Do lots of math. Work out every problem at the end of each chapter until you get it right. When you catch yourself having the urge to integrate words that start with a capital S, you know you are on the right track.

17. Sep 29, 2004

### physicsisphirst

ya! used bookstores are great! so are places like value village and salvation army. i got

halliday resnick $5 atomic physics (U of pittsburg 1931)$4
classical mechanics (barger olsson) $3 thermodynamics (a beautiful book by young)$3

there's much more and these are Canadian dollars!!!

i've been so busy being so pleased with my finds and the prices, that i haven't even had time to read the books. :rofl:

while some of the material is admittedly dated, much in physics isn't going to change so one certainly doesn't need the latest and greatest - which often it isn't.

also, there is a real sense of adventure with some of the older books because they take you back to a time when some of the neat things were actually happening.

btw, baez has an excellent page entitled "How to Learn Math and Physics" where he also lists books. his whole site is superb - even for those of us who don't understand most of it, yet:

http://math.ucr.edu/home/baez/books.html

in friendship,

18. Sep 29, 2004

### TheShapeOfTime

Thanks for the continued responses. I shall take all your advice into consideration. I've got a few little questions though:

Since I'm just starting out, do you recommend I stick here, in the general board? Check them all out? Check some out? I guess it can't really hurt either way, but I'm just curious for your opinions.

I'm used to studying Computer Science on my own time, in which time can be spent doing things like programming or web design. What do you guys do besides read/study/whatever? How do you apply your knowledge on a day-to-day basis?

Last edited by a moderator: Sep 29, 2004
19. Sep 30, 2004

### Chronos

Peruse whatever you find interesting and apply your knowledge to ask questions or give answers. Stick to what you understand and you will be fine. I play golf when I need a reality check.

20. Sep 30, 2004

### JasonRox

We do it for self-satisfaction, and not to apply to everything we see, or atleast we try to do that. I find it satisfying to know how everything works.

What else do we do?

I love hockey, but there's a lockout now, so that equals no life for a Canadian. Sorry, I can't think beyond that.

21. Oct 1, 2004

### subodei

There are physics problems everywhere

You don't really understand your physics unless you can see something to calculate or figure out wherever you are. Litterally.

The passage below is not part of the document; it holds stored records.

//! Producer side of a connection's single write path.
//!
//! Operation runners and the keep-alive timer never touch the socket.
//! They push frames into a bounded queue that only the connection's run
//! loop drains, so frames are written one at a time and in the order each
//! producer queued them.

use tokio::sync::mpsc;

use super::messages::ProtocolMessage;

/// Cloneable handle for queuing frames towards one connection's socket.
#[derive(Debug, Clone)]
pub struct Outbound {
    tx: mpsc::Sender<ProtocolMessage>,
}

impl Outbound {
    /// Creates a queue holding at most `capacity` frames (minimum 1).
    #[must_use]
    pub fn channel(capacity: usize) -> (Self, mpsc::Receiver<ProtocolMessage>) {
        let (tx, rx) = mpsc::channel(capacity.max(1));
        (Self { tx }, rx)
    }

    /// Queues `message`, waiting for room if the queue is full.
    ///
    /// Returns `false` once the connection has stopped writing; the
    /// message is dropped silently in that case.
    pub async fn send(&self, message: ProtocolMessage) -> bool {
        self.tx.send(message).await.is_ok()
    }

    /// Returns `true` once the connection has stopped writing.
    #[cfg(test)]
    #[must_use]
    pub fn is_closed(&self) -> bool {
        self.tx.is_closed()
    }
}

#[cfg(test)]
#[allow(clippy::panic)]
mod tests {
    use super::*;

    #[tokio::test]
    async fn frames_arrive_in_queue_order() {
        let (outbound, mut rx) = Outbound::channel(4);
        assert!(outbound.send(ProtocolMessage::KeepAlive).await);
        assert!(outbound.send(ProtocolMessage::complete("a")).await);

        assert_eq!(rx.recv().await, Some(ProtocolMessage::KeepAlive));
        assert_eq!(rx.recv().await, Some(ProtocolMessage::complete("a")));
    }

    #[tokio::test]
    async fn sends_after_close_are_dropped() {
        let (outbound, rx) = Outbound::channel(1);
        drop(rx);
        assert!(outbound.is_closed());
        assert!(!outbound.send(ProtocolMessage::KeepAlive).await);
    }

    #[test]
    fn zero_capacity_is_clamped() {
        let (outbound, _rx) = Outbound::channel(0);
        assert!(!outbound.is_closed());
    }
}
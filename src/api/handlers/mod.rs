//! HTTP endpoint handlers.

pub mod system;
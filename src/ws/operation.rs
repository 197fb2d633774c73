//! One client-issued operation and the task that drives it.
//!
//! An [`OperationRunner`] executes its request through the engine, turns
//! each result into a `data` frame, and finishes with `complete` unless the
//! connection itself went away. The owning connection keeps the returned
//! [`OperationHandle`] to cancel the runner and observe its state.

use std::sync::Arc;

use futures_util::StreamExt;
use tokio::sync::{mpsc, oneshot, watch};
use tokio::task::JoinHandle;
use tracing::Instrument;

use super::messages::ProtocolMessage;
use super::outbound::Outbound;
use crate::engine::{Execution, GraphQLEngine, GraphQLRequest, GraphQLResponse, RequestContext};

/// Lifecycle of an operation.
#[derive(Debug, Clone, Copy, PartialEq, Eq)]
pub enum OperationState {
    /// Registered, engine not called yet.
    Pending,
    /// Engine call issued; results may be flowing.
    Running,
    /// Finished: exhausted, failed, or cancelled.
    Completed,
}

/// Why a runner is being cancelled.
#[derive(Debug, Clone, Copy, PartialEq, Eq)]
pub enum CancelReason {
    /// The client sent `stop`; the runner still emits `complete`.
    Stop,
    /// The connection is going away; nothing more is emitted.
    ConnectionClosed,
}

/// A client-issued operation.
#[derive(Debug, Clone, PartialEq)]
pub struct Operation {
    /// Client-chosen id, unique among the connection's active operations.
    pub id: String,
    /// The request as the client sent it.
    pub request: GraphQLRequest,
}

impl Operation {
    /// Creates an operation.
    #[must_use]
    pub fn new(id: impl Into<String>, request: GraphQLRequest) -> Self {
        Self {
            id: id.into(),
            request,
        }
    }
}

/// How a runner's drive loop ended.
#[derive(Debug, Clone, Copy, PartialEq, Eq)]
enum Outcome {
    /// The result source ended on its own.
    Exhausted,
    /// Cancelled by `stop`.
    Stopped,
    /// The connection stopped listening.
    Detached,
}

impl From<Result<CancelReason, oneshot::error::RecvError>> for Outcome {
    fn from(reason: Result<CancelReason, oneshot::error::RecvError>) -> Self {
        match reason {
            Ok(CancelReason::Stop) => Self::Stopped,
            Ok(CancelReason::ConnectionClosed) | Err(_) => Self::Detached,
        }
    }
}

/// Connection-side handle to a spawned runner.
///
/// Dropping the handle cancels the runner as [`CancelReason::ConnectionClosed`].
#[derive(Debug)]
pub struct OperationHandle {
    id: String,
    cancel: Option<oneshot::Sender<CancelReason>>,
    state: watch::Receiver<OperationState>,
    task: JoinHandle<()>,
}

impl OperationHandle {
    /// Operation id.
    #[must_use]
    pub fn id(&self) -> &str {
        &self.id
    }

    /// Current lifecycle state.
    #[must_use]
    pub fn state(&self) -> OperationState {
        *self.state.borrow()
    }

    /// Asks the runner to stop. Only the first call has an effect.
    ///
    /// Returns `true` if the runner was still listening.
    pub fn cancel(&mut self, reason: CancelReason) -> bool {
        self.cancel
            .take()
            .is_some_and(|tx| tx.send(reason).is_ok())
    }

    /// Returns `true` once [`OperationHandle::cancel`] has been called.
    #[must_use]
    pub fn is_cancelling(&self) -> bool {
        self.cancel.is_none()
    }

    /// Waits for the runner task to end.
    pub async fn join(self) {
        let _ = self.task.await;
    }
}

/// Drives one operation's results to the connection.
#[derive(Debug)]
pub struct OperationRunner {
    operation: Operation,
    engine: Arc<dyn GraphQLEngine>,
    context: RequestContext,
    outbound: Outbound,
    finished: mpsc::UnboundedSender<String>,
    state: watch::Sender<OperationState>,
}

impl OperationRunner {
    /// Spawns a runner for `operation`.
    ///
    /// When the runner ends, for whatever reason, its id is sent on
    /// `finished` so the connection can forget it.
    #[must_use]
    pub fn spawn(
        operation: Operation,
        engine: Arc<dyn GraphQLEngine>,
        context: RequestContext,
        outbound: Outbound,
        finished: mpsc::UnboundedSender<String>,
    ) -> OperationHandle {
        let (cancel_tx, cancel_rx) = oneshot::channel();
        let (state_tx, state_rx) = watch::channel(OperationState::Pending);
        let id = operation.id.clone();
        let span = tracing::debug_span!("operation", operation_id = %id);

        let runner = Self {
            operation,
            engine,
            context,
            outbound,
            finished,
            state: state_tx,
        };
        let task = tokio::spawn(runner.run(cancel_rx).instrument(span));

        OperationHandle {
            id,
            cancel: Some(cancel_tx),
            state: state_rx,
            task,
        }
    }

    async fn run(self, mut cancel: oneshot::Receiver<CancelReason>) {
        self.state.send_replace(OperationState::Running);
        let outcome = self.drive(&mut cancel).await;
        tracing::debug!(?outcome, "operation finished");

        if matches!(outcome, Outcome::Exhausted | Outcome::Stopped) {
            self.outbound
                .send(ProtocolMessage::complete(self.operation.id.as_str()))
                .await;
        }
        self.state.send_replace(OperationState::Completed);
        let _ = self.finished.send(self.operation.id.clone());
    }

    async fn drive(&self, cancel: &mut oneshot::Receiver<CancelReason>) -> Outcome {
        let execution = tokio::select! {
            biased;
            reason = &mut *cancel => return Outcome::from(reason),
            execution = self.engine.execute(self.operation.request.clone(), self.context.clone()) => execution,
        };

        let mut results = match execution {
            Execution::Single(response) => {
                return if self.emit(response).await {
                    Outcome::Exhausted
                } else {
                    Outcome::Detached
                };
            }
            Execution::Stream(results) => results,
        };

        loop {
            tokio::select! {
                biased;
                reason = &mut *cancel => return Outcome::from(reason),
                next = results.next() => match next {
                    Some(Ok(response)) => {
                        if !self.emit(response).await {
                            return Outcome::Detached;
                        }
                    }
                    Some(Err(error)) => {
                        tracing::warn!(%error, "result stream failed");
                        if !self.emit(GraphQLResponse::from_errors(vec![error])).await {
                            return Outcome::Detached;
                        }
                        return Outcome::Exhausted;
                    }
                    None => return Outcome::Exhausted,
                },
            }
        }
    }

    async fn emit(&self, response: GraphQLResponse) -> bool {
        self.outbound
            .send(ProtocolMessage::data(self.operation.id.as_str(), response))
            .await
    }
}
//! System endpoints: health check and API documentation.

use axum::http::StatusCode;
use axum::response::IntoResponse;
use axum::routing::get;
use axum::{Json, Router};
use chrono::Utc;
use serde::Serialize;
use utoipa::ToSchema;

use crate::app_state::AppState;

/// Health check response.
#[derive(Debug, Serialize, ToSchema)]
struct HealthResponse {
    status: String,
    timestamp: String,
    version: String,
}

/// `GET /health` — Service health status.
#[utoipa::path(
    get,
    path = "/health",
    tag = "System",
    summary = "Health check",
    description = "Returns service health status, version, and current timestamp.",
    responses(
        (status = 200, description = "Service is healthy", body = HealthResponse),
    )
)]
pub async fn health_handler() -> impl IntoResponse {
    (
        StatusCode::OK,
        Json(HealthResponse {
            status: "healthy".to_string(),
            timestamp: Utc::now().to_rfc3339(),
            version: env!("CARGO_PKG_VERSION").to_string(),
        }),
    )
}

/// System routes mounted at the root level.
pub fn routes() -> Router<AppState> {
    Router::new().route("/health", get(health_handler))
}
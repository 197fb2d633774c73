//! Gateway error types.
//!
//! [`GatewayError`] is the HTTP-facing error type: each variant maps to a
//! status code and a structured JSON error response. [`ProtocolError`] and
//! [`TransportError`] cover the WebSocket side, where failures are reported
//! in-band as protocol frames rather than HTTP responses.

use axum::http::StatusCode;
use axum::response::{IntoResponse, Response};
use serde::Serialize;
use utoipa::ToSchema;

/// Structured JSON error response body.
///
/// All error responses follow this shape:
/// ```json
/// {
///   "error": {
///     "code": 1002,
///     "message": "subprotocol not acceptable: expected graphql-ws",
///     "details": null
///   }
/// }
/// ```
#[derive(Debug, Serialize, ToSchema)]
pub struct ErrorResponse {
    /// Structured error payload.
    pub error: ErrorBody,
}

/// Inner error body with numeric code and human-readable message.
#[derive(Debug, Serialize, ToSchema)]
pub struct ErrorBody {
    /// Numeric error code (see code ranges on [`GatewayError`]).
    pub code: u32,
    /// Human-readable error message.
    pub message: String,
    /// Optional additional details.
    #[serde(skip_serializing_if = "Option::is_none")]
    pub details: Option<String>,
}

/// Server-side error enum with HTTP status code mapping.
///
/// # Error Code Ranges
///
/// | Range     | Category        | HTTP Status                |
/// |-----------|-----------------|----------------------------|
/// | 1000–1999 | Validation      | 400 Bad Request            |
/// | 3000–3999 | Server          | 500 Internal Server Error  |
#[derive(Debug, thiserror::Error)]
pub enum GatewayError {
    /// The upgrade request did not offer the required WebSocket subprotocol.
    #[error("subprotocol not acceptable: expected {expected}")]
    SubprotocolNotAcceptable {
        /// The subprotocol the server requires.
        expected: &'static str,
        /// Whatever the client offered, if anything.
        offered: Option<String>,
    },

    /// Configuration could not be loaded.
    #[error("configuration error: {0}")]
    Config(String),

    /// The server could not bind or keep serving.
    #[error("internal error: {0}")]
    Internal(String),
}

impl GatewayError {
    /// Returns the numeric error code for this variant.
    #[must_use]
    pub const fn error_code(&self) -> u32 {
        match self {
            Self::SubprotocolNotAcceptable { .. } => 1002,
            Self::Internal(_) => 3000,
            Self::Config(_) => 3001,
        }
    }

    /// Returns the HTTP status code for this variant.
    #[must_use]
    pub const fn status_code(&self) -> StatusCode {
        match self {
            Self::SubprotocolNotAcceptable { .. } => StatusCode::BAD_REQUEST,
            Self::Config(_) | Self::Internal(_) => StatusCode::INTERNAL_SERVER_ERROR,
        }
    }

    fn details(&self) -> Option<String> {
        match self {
            Self::SubprotocolNotAcceptable {
                offered: Some(offered),
                ..
            } => Some(format!("offered: {offered}")),
            _ => None,
        }
    }
}

impl IntoResponse for GatewayError {
    fn into_response(self) -> Response {
        let status = self.status_code();
        let body = ErrorResponse {
            error: ErrorBody {
                code: self.error_code(),
                message: self.to_string(),
                details: self.details(),
            },
        };
        let mut response = axum::Json(body).into_response();
        *response.status_mut() = status;
        response
    }
}

/// Connection-level protocol violation.
///
/// Never fatal: the connection reports it as a `connection_error` frame
/// and keeps processing subsequent frames.
#[derive(Debug, Clone, PartialEq, Eq, thiserror::Error)]
pub enum ProtocolError {
    /// The frame is not a JSON object.
    #[error("malformed frame: {0}")]
    Malformed(String),

    /// The frame has no string `type` field.
    #[error("message is missing a type")]
    MissingType,

    /// The `type` field names no known message.
    #[error("unknown message type: {0}")]
    UnknownType(String),

    /// An operation-scoped message arrived without a string `id`.
    #[error("message of type {0} requires an id")]
    MissingId(String),

    /// The message is recognised but its fields do not fit its type.
    #[error("invalid {message_type} message: {reason}")]
    InvalidPayload {
        /// Wire type of the offending message.
        message_type: String,
        /// Deserializer explanation.
        reason: String,
    },

    /// An outbound message could not be serialized.
    #[error("failed to encode message: {0}")]
    Encode(String),
}

/// Failure reported by a [`crate::ws::transport::Transport`].
///
/// Always fatal to the connection it happens on.
#[derive(Debug, Clone, PartialEq, Eq, thiserror::Error)]
pub enum TransportError {
    /// Writing a frame failed.
    #[error("send failed: {0}")]
    Send(String),

    /// Reading a frame failed.
    #[error("receive failed: {0}")]
    Receive(String),

    /// Closing the socket failed.
    #[error("close failed: {0}")]
    Close(String),
}
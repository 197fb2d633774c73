//! Axum WebSocket upgrade handler.

use axum::extract::State;
use axum::extract::ws::WebSocketUpgrade;
use axum::http::{HeaderMap, header};
use axum::response::{IntoResponse, Response};

use super::connection::run_connection;
use super::messages::GRAPHQL_WS_PROTOCOL;
use super::transport::AxumTransport;
use crate::app_state::AppState;
use crate::error::{ErrorResponse, GatewayError};

/// `GET /graphql` — Upgrade to a `graphql-ws` WebSocket.
///
/// # Errors
///
/// Returns [`GatewayError::SubprotocolNotAcceptable`] when the client does
/// not offer the `graphql-ws` subprotocol.
#[utoipa::path(
    get,
    path = "/graphql",
    tag = "GraphQL",
    summary = "GraphQL over WebSocket",
    description = "Upgrades to a WebSocket speaking the `graphql-ws` subprotocol. \
                   The request must offer `graphql-ws` in `Sec-WebSocket-Protocol`.",
    responses(
        (status = 101, description = "Switching to the graphql-ws protocol"),
        (status = 400, description = "Subprotocol missing or not acceptable", body = ErrorResponse),
    )
)]
pub async fn graphql_ws_handler(
    State(state): State<AppState>,
    headers: HeaderMap,
    ws: WebSocketUpgrade,
) -> Result<Response, GatewayError> {
    let offered = headers
        .get(header::SEC_WEBSOCKET_PROTOCOL)
        .and_then(|value| value.to_str().ok());
    if !offers_graphql_ws(offered) {
        tracing::warn!(?offered, "rejecting upgrade without graphql-ws subprotocol");
        return Err(GatewayError::SubprotocolNotAcceptable {
            expected: GRAPHQL_WS_PROTOCOL,
            offered: offered.map(str::to_string),
        });
    }

    let AppState { engine, connection } = state;
    Ok(ws
        .protocols([GRAPHQL_WS_PROTOCOL])
        .on_upgrade(move |socket| run_connection(AxumTransport::new(socket), engine, connection))
        .into_response())
}

/// Returns `true` if a `Sec-WebSocket-Protocol` value lists `graphql-ws`.
fn offers_graphql_ws(offered: Option<&str>) -> bool {
    offered.is_some_and(|value| {
        value
            .split(',')
            .any(|protocol| protocol.trim() == GRAPHQL_WS_PROTOCOL)
    })
}
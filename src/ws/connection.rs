//! WebSocket connection state machine.
//!
//! [`run_connection`] owns one socket for its whole life. It decodes each
//! inbound frame, dispatches it through [`Connection::handle_frame`], and is
//! the only writer to the socket: replies produced by the state machine are
//! written directly, frames from operation runners and the keep-alive timer
//! arrive through the [`Outbound`] queue.
//!
//! ```text
//!   transport.receive() ──► Connection::handle_frame ──► replies ─┐
//!                                   │ spawn                       │
//!                                   ▼                             ▼
//!                           OperationRunner ──► Outbound ──► transport.send()
//!                           KeepAlive       ──┘
//! ```

use std::sync::Arc;

use serde_json::Value;
use tokio::sync::mpsc;
use tracing::Instrument;
use uuid::Uuid;

use super::keep_alive::KeepAlive;
use super::messages::{self, ProtocolMessage};
use super::operation::{CancelReason, Operation, OperationHandle, OperationRunner};
use super::outbound::Outbound;
use super::registry::OperationRegistry;
use super::transport::{CLOSE_NORMAL, Transport};
use crate::config::ConnectionConfig;
use crate::engine::{GraphQLEngine, GraphQLError, GraphQLRequest, RequestContext};
use crate::error::TransportError;

/// Lifecycle of a connection.
#[derive(Debug, Clone, Copy, PartialEq, Eq)]
pub enum ConnectionState {
    /// Socket accepted, waiting for `connection_init`.
    New,
    /// `connection_ack` sent; operations may run.
    Acknowledged,
    /// `connection_terminate` received; the socket is being closed.
    Closing,
    /// Torn down. Nothing is read or written any more.
    Closed,
}

/// What the run loop does after a frame has been handled.
#[derive(Debug, Clone, Copy, PartialEq, Eq)]
pub enum Flow {
    /// Keep reading.
    Continue,
    /// Close the socket and stop.
    Close,
}

/// Result of handling one inbound frame.
#[derive(Debug, PartialEq)]
pub struct Step {
    /// Frames to write immediately, in order.
    pub replies: Vec<ProtocolMessage>,
    /// Whether the connection goes on.
    pub flow: Flow,
}

impl Step {
    fn none() -> Self {
        Self {
            replies: Vec::new(),
            flow: Flow::Continue,
        }
    }

    fn reply(message: ProtocolMessage) -> Self {
        Self {
            replies: vec![message],
            flow: Flow::Continue,
        }
    }

    fn close() -> Self {
        Self {
            replies: Vec::new(),
            flow: Flow::Close,
        }
    }
}

/// Protocol state of one connection.
///
/// Pure dispatch: it never touches the socket. Runners and the keep-alive
/// timer it spawns write through `outbound`.
#[derive(Debug)]
pub struct Connection {
    id: Uuid,
    state: ConnectionState,
    engine: Arc<dyn GraphQLEngine>,
    config: ConnectionConfig,
    outbound: Outbound,
    finished: mpsc::UnboundedSender<String>,
    operations: OperationRegistry,
    keep_alive: Option<KeepAlive>,
    connection_params: Option<Value>,
}

impl Connection {
    /// Creates a connection in [`ConnectionState::New`].
    ///
    /// Runners report their id on `finished` when they end; feed those ids
    /// back through [`Connection::operation_finished`].
    #[must_use]
    pub fn new(
        id: Uuid,
        engine: Arc<dyn GraphQLEngine>,
        config: ConnectionConfig,
        outbound: Outbound,
        finished: mpsc::UnboundedSender<String>,
    ) -> Self {
        Self {
            id,
            state: ConnectionState::New,
            engine,
            config,
            outbound,
            finished,
            operations: OperationRegistry::new(),
            keep_alive: None,
            connection_params: None,
        }
    }

    /// Connection id.
    #[must_use]
    pub fn id(&self) -> Uuid {
        self.id
    }

    /// Current state.
    #[must_use]
    pub fn state(&self) -> ConnectionState {
        self.state
    }

    /// Number of operations still registered.
    #[must_use]
    pub fn active_operations(&self) -> usize {
        self.operations.len()
    }

    /// Handles one inbound text frame.
    pub fn handle_frame(&mut self, frame: &str) -> Step {
        if matches!(
            self.state,
            ConnectionState::Closing | ConnectionState::Closed
        ) {
            return Step::none();
        }

        let message = match messages::decode(frame) {
            Ok(message) => message,
            Err(e) => {
                tracing::warn!(error = %e, "protocol error");
                return Step::reply(ProtocolMessage::connection_error(e.to_string()));
            }
        };

        match message {
            ProtocolMessage::ConnectionInit { payload } => self.init(payload),
            ProtocolMessage::ConnectionTerminate => {
                tracing::debug!("client terminated connection");
                self.state = ConnectionState::Closing;
                Step::close()
            }
            ProtocolMessage::Start { id, payload } => {
                if self.state == ConnectionState::New {
                    return not_acknowledged("start");
                }
                self.start(id, payload)
            }
            ProtocolMessage::Stop { id } => {
                if self.state == ConnectionState::New {
                    return not_acknowledged("stop");
                }
                if !self.operations.stop(&id) {
                    match self.operations.get(&id) {
                        Some(handle) => tracing::debug!(
                            operation_id = %id,
                            state = ?handle.state(),
                            "operation already stopping"
                        ),
                        None => tracing::debug!(operation_id = %id, "stop for inactive operation ignored"),
                    }
                }
                Step::none()
            }
            other => {
                tracing::warn!(message_type = other.type_name(), "unexpected message type");
                Step::reply(ProtocolMessage::connection_error(format!(
                    "unexpected message type: {}",
                    other.type_name()
                )))
            }
        }
    }

    /// Forgets an operation whose runner has ended.
    pub fn operation_finished(&mut self, id: &str) {
        if self.operations.finished(id).is_some() {
            tracing::trace!(operation_id = %id, "operation removed");
        }
    }

    /// Tears the connection down: stops keep-alive and cancels every
    /// operation without a trailing `complete`.
    ///
    /// Returns the cancelled handles so the caller can wait for them.
    pub fn shutdown(&mut self) -> Vec<OperationHandle> {
        self.state = ConnectionState::Closed;
        if let Some(timer) = self.keep_alive.take() {
            timer.stop();
        }
        if !self.operations.is_empty() {
            tracing::debug!(count = self.operations.len(), "cancelling operations");
        }
        self.operations.cancel_all(CancelReason::ConnectionClosed)
    }

    fn init(&mut self, payload: Option<Value>) -> Step {
        if self.state == ConnectionState::Acknowledged {
            tracing::debug!("repeated connection_init acknowledged");
            return Step::reply(ProtocolMessage::ConnectionAck);
        }

        self.connection_params = payload;
        self.state = ConnectionState::Acknowledged;
        if let Some(interval) = self.config.keep_alive_interval {
            self.keep_alive = Some(KeepAlive::spawn(interval, self.outbound.clone()));
        }
        tracing::debug!("connection acknowledged");
        Step::reply(ProtocolMessage::ConnectionAck)
    }

    fn start(&mut self, id: String, request: GraphQLRequest) -> Step {
        if self.operations.contains(&id) {
            tracing::debug!(operation_id = %id, "duplicate start ignored");
            return Step::none();
        }

        if let Err(errors) = self.engine.validate(&request.query) {
            tracing::debug!(operation_id = %id, count = errors.len(), "validation failed");
            let first = errors
                .into_iter()
                .next()
                .unwrap_or_else(|| GraphQLError::new("Invalid query."));
            return Step::reply(ProtocolMessage::error(id, first));
        }

        if self.config.max_operations > 0 && self.operations.len() >= self.config.max_operations {
            tracing::warn!(operation_id = %id, limit = self.config.max_operations, "operation limit reached");
            return Step::reply(ProtocolMessage::error(
                id,
                GraphQLError::new("too many active operations"),
            ));
        }

        let context = RequestContext {
            connection_id: self.id,
            connection_params: self.connection_params.clone(),
        };
        let handle = OperationRunner::spawn(
            Operation::new(id, request),
            Arc::clone(&self.engine),
            context,
            self.outbound.clone(),
            self.finished.clone(),
        );
        if let Err(rejected) = self.operations.insert(handle) {
            tracing::debug!(operation_id = %rejected.id(), "operation already registered");
        }
        Step::none()
    }
}

fn not_acknowledged(message_type: &str) -> Step {
    tracing::warn!(message_type, "message before connection_ack");
    Step::reply(ProtocolMessage::connection_error(format!(
        "connection not acknowledged: send connection_init before {message_type}"
    )))
}

/// Why the run loop stopped.
#[derive(Debug, Clone, Copy, PartialEq, Eq)]
enum Exit {
    Terminated,
    PeerClosed,
    TransportFailed,
}

/// Runs one connection until the client terminates, the peer closes, or
/// the transport fails.
///
/// Every active operation is cancelled on the way out and no frame is
/// written after the loop ends.
pub async fn run_connection<T: Transport>(
    transport: T,
    engine: Arc<dyn GraphQLEngine>,
    config: ConnectionConfig,
) {
    let connection_id = Uuid::new_v4();
    let span = tracing::info_span!("ws_connection", %connection_id);
    serve(transport, engine, config, connection_id)
        .instrument(span)
        .await;
}

async fn serve<T: Transport>(
    mut transport: T,
    engine: Arc<dyn GraphQLEngine>,
    config: ConnectionConfig,
    connection_id: Uuid,
) {
    let (outbound, mut outbound_rx) = Outbound::channel(config.outbound_buffer);
    let (finished_tx, mut finished_rx) = mpsc::unbounded_channel();
    let mut connection = Connection::new(connection_id, engine, config, outbound, finished_tx);
    tracing::info!("ws connection accepted");

    let exit = loop {
        tokio::select! {
            Some(id) = finished_rx.recv() => connection.operation_finished(&id),
            Some(message) = outbound_rx.recv() => {
                if let Err(e) = write(&mut transport, &message).await {
                    tracing::debug!(error = %e, "write failed");
                    break Exit::TransportFailed;
                }
            }
            inbound = transport.receive() => match inbound {
                Some(Ok(frame)) => {
                    while let Ok(id) = finished_rx.try_recv() {
                        connection.operation_finished(&id);
                    }
                    let step = connection.handle_frame(&frame);
                    if write_all(&mut transport, &step.replies).await.is_err() {
                        break Exit::TransportFailed;
                    }
                    if step.flow == Flow::Close {
                        break Exit::Terminated;
                    }
                }
                Some(Err(e)) => {
                    tracing::debug!(error = %e, "read failed");
                    break Exit::TransportFailed;
                }
                None => break Exit::PeerClosed,
            },
        }
    };

    let handles = connection.shutdown();
    drop(outbound_rx);
    if exit == Exit::Terminated
        && let Err(e) = transport.close(CLOSE_NORMAL, "terminated").await
    {
        tracing::debug!(error = %e, "close failed");
    }
    for handle in handles {
        handle.join().await;
    }
    tracing::info!(?exit, "ws connection closed");
}

async fn write<T: Transport>(
    transport: &mut T,
    message: &ProtocolMessage,
) -> Result<(), TransportError> {
    match messages::encode(message) {
        Ok(text) => {
            tracing::trace!(
                message_type = message.type_name(),
                operation_id = ?message.id(),
                "writing frame"
            );
            transport.send(text).await
        }
        Err(e) => {
            tracing::warn!(error = %e, message_type = message.type_name(), "dropping frame");
            Ok(())
        }
    }
}

async fn write_all<T: Transport>(
    transport: &mut T,
    replies: &[ProtocolMessage],
) -> Result<(), TransportError> {
    for reply in replies {
        write(transport, reply).await?;
    }
    Ok(())
}
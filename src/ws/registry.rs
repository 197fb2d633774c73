//! Per-connection operation registry.
//!
//! Tracks which operation ids are active on a WebSocket connection and
//! owns their runner handles. An id stays registered until its runner
//! reports that it finished, including while a `stop` is being honoured,
//! so a reused id can never overlap with its predecessor.

use std::collections::HashMap;

use super::operation::{CancelReason, OperationHandle};

/// Active operations of a single connection, keyed by client id.
#[derive(Debug, Default)]
pub struct OperationRegistry {
    operations: HashMap<String, OperationHandle>,
}

impl OperationRegistry {
    /// Creates an empty registry.
    #[must_use]
    pub fn new() -> Self {
        Self::default()
    }

    /// Returns `true` if `id` has an active operation.
    #[must_use]
    pub fn contains(&self, id: &str) -> bool {
        self.operations.contains_key(id)
    }

    /// Registers a runner handle.
    ///
    /// Returns the handle back if its id is already active; the existing
    /// operation is left untouched.
    ///
    /// # Errors
    ///
    /// Returns the rejected handle when the id is taken.
    pub fn insert(&mut self, handle: OperationHandle) -> Result<(), OperationHandle> {
        if self.operations.contains_key(handle.id()) {
            return Err(handle);
        }
        self.operations.insert(handle.id().to_string(), handle);
        Ok(())
    }

    /// Cancels `id` on behalf of a client `stop`.
    ///
    /// Returns `false` if `id` is unknown or already stopping.
    pub fn stop(&mut self, id: &str) -> bool {
        self.operations
            .get_mut(id)
            .is_some_and(|handle| handle.cancel(CancelReason::Stop))
    }

    /// Forgets `id` after its runner finished.
    pub fn finished(&mut self, id: &str) -> Option<OperationHandle> {
        self.operations.remove(id)
    }

    /// Cancels every operation and empties the registry.
    pub fn cancel_all(&mut self, reason: CancelReason) -> Vec<OperationHandle> {
        self.operations
            .drain()
            .map(|(_, mut handle)| {
                handle.cancel(reason);
                handle
            })
            .collect()
    }

    /// Returns the number of active operations.
    #[must_use]
    pub fn len(&self) -> usize {
        self.operations.len()
    }

    /// Returns `true` if no operation is active.
    #[must_use]
    pub fn is_empty(&self) -> bool {
        self.operations.is_empty()
    }

    /// Returns the handle for `id`, if active.
    #[must_use]
    pub fn get(&self, id: &str) -> Option<&OperationHandle> {
        self.operations.get(id)
    }
}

When I was first learning kinematics something I loved to play with was those little fluffie ice cream cone toys that shoot the icecream at people. Cut off the rope and see if you can figure out how to predict where the ice cream will land, numerically, based on the inclination and experimental results to determine the strength of the shot.

There are physics problems everywhere you just need to look for them.

Here's an easy one: Derive a formula to calculate how far away a thunderstorm is based on the time difference between lightning strikes and the thunder sound.

Last edited: Oct 1, 2004
22. Oct 1, 2004

### TheShapeOfTime

Cool, thanks.

23. Oct 1, 2004

### Mitchell

I am in my first year of Engineering at College and in am taking Physics for Scientists and Engineers (Serway) and concurrently enrolled in Calc I. I have spent hours on just on physics problem. It's to bad the school doesn't offer Persiverance 101. I look at Calculus as a means of acquiring tools for my tool box and Physics as the garage to use the tools. Good Luck!